Paper ID: | 234 |
---|---|

Title: | CMA-ES with Optimal Covariance Update and Storage Complexity |

CMA-ES is the state-of-the art stochastic/randomized algorithm for (derivative-free) optimization. It combines different learning mechanisms for adapting the parameters of a multivariate normal sampling distribution that can be equivalently seen as adaptation of an underlying metric. This paper proposes a new variant for the update of the covariance matrix based on triangular Cholesky factors that has the advantage compared to previous updates to significantly reduce the complexity of the update as well as the memory needed to store the state parameters of the algorithm.

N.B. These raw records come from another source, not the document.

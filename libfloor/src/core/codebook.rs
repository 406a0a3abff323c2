//! Huffman codebooks for the floor's scalar symbols
//!
//! Codewords are assigned from the length list the way Vorbis does it:
//! entries in declaration order take the lowest free codeword of their
//! length. Words travel most significant bit first inside the LSB-first
//! bit stream.

use serde::{Deserialize, Serialize};

use super::bitpack::{BitReader, BitWriter};
use super::error::{FloorError, FloorResult};

const MAX_CODEWORD_LEN: u8 = 32;

#[derive(Debug, Clone, Copy, PartialEq, Eq)]
enum Node {
    Empty,
    Branch(u32),
    Leaf(u32),
}

/// Scalar codebook
#[derive(Debug, Clone)]
pub struct Codebook {
    /// Dimensions per entry (floors only use scalar books)
    dimensions: u32,
    /// Codeword length per entry, 0 = entry unused
    lengths: Vec<u8>,
    /// Codeword per entry, most significant bit first
    codewords: Vec<u32>,
    /// Decode tree, node 0 is the root
    tree: Vec<[Node; 2]>,
}

/// Serializable codebook description (lengths are the whole book)
#[derive(Debug, Clone, PartialEq, Eq, Serialize, Deserialize)]
pub struct CodebookConfig {
    #[serde(default = "default_dimensions")]
    pub dimensions: u32,
    pub lengths: Vec<u8>,
}

fn default_dimensions() -> u32 {
    1
}

impl CodebookConfig {
    pub fn new(lengths: Vec<u8>) -> Self {
        Self {
            dimensions: 1,
            lengths,
        }
    }

    pub fn build(&self) -> FloorResult<Codebook> {
        Codebook::with_dimensions(self.dimensions, &self.lengths)
    }
}

impl Codebook {
    /// Build a scalar book from per-entry codeword lengths
    pub fn from_lengths(lengths: &[u8]) -> FloorResult<Self> {
        Self::with_dimensions(1, lengths)
    }

    /// Build a book where every one of `entries` entries has the same length
    pub fn flat(entries: u32) -> FloorResult<Self> {
        if entries == 0 || !entries.is_power_of_two() {
            return Err(FloorError::InvalidCodebook(format!(
                "flat book needs a power-of-two entry count, got {}",
                entries
            )));
        }
        // a lone entry still needs a one-bit word
        let len = entries.trailing_zeros().max(1) as u8;
        Self::from_lengths(&vec![len; entries as usize])
    }

    pub fn with_dimensions(dimensions: u32, lengths: &[u8]) -> FloorResult<Self> {
        if dimensions == 0 {
            return Err(FloorError::InvalidCodebook("zero dimensions".into()));
        }
        if lengths.is_empty() {
            return Err(FloorError::InvalidCodebook("no entries".into()));
        }
        if let Some(&len) = lengths.iter().find(|&&l| l > MAX_CODEWORD_LEN) {
            return Err(FloorError::InvalidCodebook(format!(
                "codeword length {} exceeds {}",
                len, MAX_CODEWORD_LEN
            )));
        }

        let codewords = make_words(lengths)?;
        let tree = build_tree(lengths, &codewords)?;

        Ok(Self {
            dimensions,
            lengths: lengths.to_vec(),
            codewords,
            tree,
        })
    }

    /// Write `entry`, returns the number of bits written
    pub fn encode(&self, entry: u32, bits: &mut BitWriter) -> FloorResult<u32> {
        let len = self.code_length(entry).ok_or_else(|| {
            FloorError::InvalidInput(format!(
                "entry {} is not coded by this book ({} entries)",
                entry,
                self.entries()
            ))
        })?;

        let word = self.codewords[entry as usize];
        for i in (0..len as u32).rev() {
            bits.write_bit((word >> i) & 1);
        }
        Ok(len as u32)
    }

    /// Read one entry number
    pub fn decode(&self, bits: &mut BitReader<'_>) -> FloorResult<u32> {
        let mut node = 0usize;
        for _ in 0..MAX_CODEWORD_LEN {
            let bit = bits.read_bit()? as usize;
            match self.tree[node][bit] {
                Node::Leaf(entry) => return Ok(entry),
                Node::Branch(next) => node = next as usize,
                Node::Empty => {
                    return Err(FloorError::MalformedPacket(
                        "bit pattern matches no codeword".into(),
                    ))
                }
            }
        }
        Err(FloorError::MalformedPacket("codeword too long".into()))
    }

    /// Get codebook dimensions
    pub fn dimensions(&self) -> u32 {
        self.dimensions
    }

    /// Get number of entries (used or not)
    pub fn entries(&self) -> u32 {
        self.lengths.len() as u32
    }

    /// Entries that have a codeword
    pub fn used_entries(&self) -> u32 {
        self.lengths.iter().filter(|&&l| l > 0).count() as u32
    }

    /// Codeword length of `entry`, None when the entry is unused or out of range
    pub fn code_length(&self, entry: u32) -> Option<u8> {
        match self.lengths.get(entry as usize) {
            Some(&len) if len > 0 => Some(len),
            _ => None,
        }
    }
}

/// assign canonical codewords; fails on an overpopulated length list
fn make_words(lengths: &[u8]) -> FloorResult<Vec<u32>> {
    let mut marker = [0u32; 33];
    let mut words = vec![0u32; lengths.len()];

    for (i, &len) in lengths.iter().enumerate() {
        if len == 0 {
            continue;
        }
        let length = len as usize;
        let mut entry = marker[length];

        if length < 32 && (entry >> length) != 0 {
            return Err(FloorError::InvalidCodebook(
                "codeword lengths overpopulate the tree".into(),
            ));
        }
        words[i] = entry;

        // retire this node and every node below it
        for j in (1..=length).rev() {
            if marker[j] & 1 != 0 {
                if j == 1 {
                    marker[1] += 1;
                } else {
                    marker[j] = marker[j - 1] << 1;
                }
                break;
            }
            marker[j] += 1;
        }

        // hang the longer markers off the new free node
        for j in length + 1..33 {
            if (marker[j] >> 1) == entry {
                entry = marker[j];
                marker[j] = marker[j - 1] << 1;
            } else {
                break;
            }
        }
    }

    Ok(words)
}

fn build_tree(lengths: &[u8], codewords: &[u32]) -> FloorResult<Vec<[Node; 2]>> {
    let mut tree = vec![[Node::Empty; 2]];

    for (entry, (&len, &word)) in lengths.iter().zip(codewords.iter()).enumerate() {
        if len == 0 {
            continue;
        }
        let mut node = 0usize;
        for i in (0..len as u32).rev() {
            let bit = ((word >> i) & 1) as usize;
            if i == 0 {
                if tree[node][bit] != Node::Empty {
                    return Err(FloorError::InvalidCodebook(format!(
                        "codeword of entry {} collides with another entry",
                        entry
                    )));
                }
                tree[node][bit] = Node::Leaf(entry as u32);
            } else {
                node = match tree[node][bit] {
                    Node::Branch(next) => next as usize,
                    Node::Empty => {
                        tree.push([Node::Empty; 2]);
                        let next = tree.len() - 1;
                        tree[node][bit] = Node::Branch(next as u32);
                        next
                    }
                    Node::Leaf(_) => {
                        return Err(FloorError::InvalidCodebook(format!(
                            "codeword of entry {} extends a shorter codeword",
                            entry
                        )))
                    }
                };
            }
        }
    }

    Ok(tree)
}

#[cfg(test)]
mod tests {
    use super::*;

    #[test]
    fn test_canonical_words() {
        // lengths 2,2,2,3,3 -> 00 01 10 110 111
        let book = Codebook::from_lengths(&[2, 2, 2, 3, 3]).unwrap();
        assert_eq!(book.codewords, vec![0b00, 0b01, 0b10, 0b110, 0b111]);
    }

    #[test]
    fn test_overpopulated_rejected() {
        assert!(Codebook::from_lengths(&[1, 1, 1]).is_err());
    }
}
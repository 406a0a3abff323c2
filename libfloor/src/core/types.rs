//! common types for the floor codec

use serde::{Deserialize, Serialize};

// constants

/// largest value a fitted post can take before quantization
pub const FIT_MAX: u16 = 1023;

/// posts per floor, including the two edge posts
pub const MAX_POSTS: usize = 65;

/// partitions per floor (5-bit field)
pub const MAX_PARTITIONS: usize = 31;

/// distinct partition classes (4-bit field)
pub const MAX_CLASSES: usize = 16;

/// posts contributed by one partition class
pub const MAX_CLASS_DIM: u8 = 8;

/// sub-book selector bits per class
pub const MAX_SUB_BITS: u8 = 3;

/// books addressable from a floor header (8-bit field)
pub const MAX_BOOKS: usize = 256;

/// implicit flag used when a post travels as a plain integer
pub const IMPLICIT_FLAG: u16 = 0x8000;

// types

/// one (x, y) control point of the floor curve, x is implied by its index
///
/// | Variant  | Meaning                                              |
/// |----------|------------------------------------------------------|
/// | Explicit | value is transmitted and anchors the rendered curve |
/// | Implicit | value equals its linear prediction, not transmitted |
#[derive(Debug, Clone, Copy, PartialEq, Eq, Hash, Serialize, Deserialize)]
pub enum Post {
    Explicit(u16),
    Implicit(u16),
}

impl Post {
    /// y value regardless of the flag
    pub fn value(self) -> u16 {
        match self {
            Post::Explicit(v) | Post::Implicit(v) => v,
        }
    }

    pub fn is_implicit(self) -> bool {
        matches!(self, Post::Implicit(_))
    }

    pub fn is_explicit(self) -> bool {
        matches!(self, Post::Explicit(_))
    }

    /// same value, now part of the rendered curve
    pub fn to_explicit(self) -> Post {
        Post::Explicit(self.value())
    }

    /// new value, flag kept
    pub fn with_value(self, value: u16) -> Post {
        match self {
            Post::Explicit(_) => Post::Explicit(value),
            Post::Implicit(_) => Post::Implicit(value),
        }
    }
}

impl From<u16> for Post {
    fn from(v: u16) -> Self {
        if v & IMPLICIT_FLAG != 0 {
            Post::Implicit(v & !IMPLICIT_FLAG)
        } else {
            Post::Explicit(v)
        }
    }
}

impl From<Post> for u16 {
    fn from(p: Post) -> u16 {
        match p {
            Post::Explicit(v) => v,
            Post::Implicit(v) => v | IMPLICIT_FLAG,
        }
    }
}

/// bits needed to represent `v` (0 for 0)
pub fn ilog(v: u32) -> u32 {
    32 - v.leading_zeros()
}

#[cfg(test)]
mod tests {
    use super::*;

    #[test]
    fn test_post_wire_flag() {
        let p = Post::from(0x8000 | 37);
        assert_eq!(p, Post::Implicit(37));
        assert_eq!(u16::from(p), 0x8000 | 37);
        assert_eq!(Post::from(12), Post::Explicit(12));
        assert_eq!(p.to_explicit(), Post::Explicit(37));
        assert_eq!(p.with_value(5), Post::Implicit(5));
    }

    #[test]
    fn test_ilog() {
        assert_eq!(ilog(0), 0);
        assert_eq!(ilog(1), 1);
        assert_eq!(ilog(255), 8);
        assert_eq!(ilog(85), 7);
        assert_eq!(ilog(63), 6);
    }
}
//! Container for a run of encoded floor packets
//!
//! MessagePack document: magic, version, the setup that produced the
//! packets, the block length in bins and one packet per block.

use serde::{Deserialize, Serialize};

use crate::core::{FloorError, FloorResult};
use crate::setup::FloorSetup;

pub const MAGIC: [u8; 4] = *b"FLR1";
pub const VERSION: u8 = 1;

/// one block's floor packet
#[derive(Debug, Clone, PartialEq, Eq, Serialize, Deserialize)]
pub struct EncodedBlock {
    /// bits actually used in `data`
    pub bits: u32,
    #[serde(with = "serde_bytes")]
    pub data: Vec<u8>,
}

impl EncodedBlock {
    /// does the packet carry a floor (first bit set)
    pub fn has_floor(&self) -> bool {
        self.data.first().is_some_and(|b| b & 1 == 1)
    }
}

/// packets plus everything needed to decode them
#[derive(Debug, Clone, PartialEq, Serialize, Deserialize)]
pub struct FloorStream {
    #[serde(with = "serde_bytes")]
    magic: Vec<u8>,
    version: u8,
    pub setup: FloorSetup,
    /// spectrum bins per block
    pub bins: u32,
    pub blocks: Vec<EncodedBlock>,
}

impl FloorStream {
    pub fn new(setup: FloorSetup, bins: u32) -> Self {
        Self {
            magic: MAGIC.to_vec(),
            version: VERSION,
            setup,
            bins,
            blocks: Vec::new(),
        }
    }

    pub fn push(&mut self, data: Vec<u8>, bits: usize) {
        self.blocks.push(EncodedBlock {
            bits: bits as u32,
            data,
        });
    }

    /// total packet bits across all blocks
    pub fn total_bits(&self) -> u64 {
        self.blocks.iter().map(|b| b.bits as u64).sum()
    }

    pub fn to_bytes(&self) -> FloorResult<Vec<u8>> {
        rmp_serde::to_vec_named(self).map_err(|e| FloorError::Setup(e.to_string()))
    }

    pub fn from_bytes(data: &[u8]) -> FloorResult<Self> {
        let stream: FloorStream =
            rmp_serde::from_slice(data).map_err(|e| FloorError::Setup(e.to_string()))?;
        if stream.magic != MAGIC {
            return Err(FloorError::Setup("not a floor stream (bad magic)".into()));
        }
        if stream.version != VERSION {
            return Err(FloorError::Setup(format!(
                "unsupported stream version {}",
                stream.version
            )));
        }
        Ok(stream)
    }
}
//! Fan independent channels out over the rayon pool
//!
//! Every channel of a block uses the same lookup; each gets its own fit and
//! render, so channels run in parallel without sharing mutable state.

use rayon::prelude::*;

use super::fit::{CurveFitter, FitParams};
use super::lookup::FloorLookup;
use super::render::render;
use crate::core::{FloorError, FloorResult, Post};

/// One channel's analysis for a block
#[derive(Debug, Clone, Copy)]
pub struct ChannelInput<'a> {
    pub log_mdct: &'a [f32],
    pub log_mask: &'a [f32],
}

impl<'a> ChannelInput<'a> {
    pub fn new(log_mdct: &'a [f32], log_mask: &'a [f32]) -> Self {
        Self { log_mdct, log_mask }
    }
}

/// Fit every channel, results in channel order
pub fn fit_channels(
    lookup: &FloorLookup,
    params: &FitParams,
    channels: &[ChannelInput<'_>],
) -> Vec<FloorResult<Option<Vec<Post>>>> {
    channels
        .par_iter()
        .map(|ch| CurveFitter::new(lookup, *params).fit_spectrum(ch.log_mdct, ch.log_mask))
        .collect()
}

/// Render each channel's posts onto its spectrum in place
pub fn render_channels(
    lookup: &FloorLookup,
    posts: &[Option<Vec<Post>>],
    spectra: &mut [Vec<f32>],
) -> FloorResult<()> {
    if posts.len() != spectra.len() {
        return Err(FloorError::InvalidInput(format!(
            "{} floors for {} channels",
            posts.len(),
            spectra.len()
        )));
    }

    spectra
        .par_iter_mut()
        .zip(posts.par_iter())
        .try_for_each(|(spectrum, floor)| render(lookup, floor.as_deref(), spectrum))
}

The new method is carefully evaluated numerically. It is shown that the new update does not deteriorate the performance of the standard CMA-ES in terms of number of function evaluations to reach a given target while it significantly reduce the wall-clock time of the algorithm, particularly for large dimensions. I think that this paper is a very significant contribution in the domain of optimization. I expect that this variant of CMA-ES can become a default variant of the method in the context of medium/large-scale as it has several clear advantages over the current default method: namely reduced memory needed, reduced complexity and getting for free the eigenvalues of the covariance matrix. The paper is nicely written and the approach carefully evaluated. It is nice to see this contribution at NIPS given that the CMA-ES is strongly connected to machine learning, information geometry and is also used in reinforcement learning or supervised learning. Minor: explain how you ensure that the different implementations used are comparable in terms of CPU (is it the same implementation language, which one, …) When commenting on Figure 2, it is written “the higher the dimensionality, the more pronounced the differences”, it does not seem to be the case for Cigar and Discus in dimension 256. It would be good to provide an explanation for that.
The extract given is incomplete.